Aguirre: Prince of the New World
       
     
Aguirre: Prince of the New World
       
     
Aguirre: Prince of the New World

Aguirre depicts the true story of a 16th century Spanish expedition in search of the mythical city of El Dorado. In this play’s historical blueprint, the participants coursed the Amazon in pursuit of unbounded riches, and instead found mutiny, sedition and death; an outcome which was orchestrated by one Lope de Aguirre, a previously unknown conquistador who had come to the New World looking for fame and wealth. Generally undistinguished except for his loud and overbearing voice, Aguirre suffered much abuse at the hands of his fellow men, and resolved to take revenge in the unfocused manner particular to desperados with nothing to lose. Revenge he did take, and many paid the ultimate price on behalf of Aguirre, a man his own contemporaries would have rather ignored but for his insistence that he be taken in deadly earnest.
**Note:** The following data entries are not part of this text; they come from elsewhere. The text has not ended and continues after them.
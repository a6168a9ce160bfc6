//! Activity Tracker
//!
//! Persistence and statistics core for tracking educational activities, the
//! students enrolled in them and each student's participation, with a small
//! account and password-reset layer on top.

pub mod config;
pub mod database;
pub mod models;
pub mod services;
pub mod utils;

// Re-export commonly used types
pub use config::Settings;
pub use utils::errors::{Result, TrackerError};

// Re-export main components for easy access
pub use database::DatabaseService;
pub use services::ServiceFactory;

/// Library version
pub const VERSION: &str = env!("CARGO_PKG_VERSION");

/// Library name
pub const NAME: &str = env!("CARGO_PKG_NAME");

/// Get library information
pub fn info() -> String {
    format!("{} v{}", NAME, VERSION)
}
And so the search for El Dorado might well have devolved into nothing more than a power struggle among Spanish outcasts lost in the Amazon jungle -- an intriguing though unsatisfying drama -- were it not for the two women along for the boat-ride. Set against this turbulent backdrop, the two audacious women who joined the quest for the city of El Dorado were case studies in the circumscribed life choices available to 16th century women: The willful temptress accused of felling an entire expedition, and the virgin compared to whom all men were seen as base and temporal. One of the two women was the love interest of the captain and Governor-in-waiting of El Dorado. The other was the daughter of Aguirre.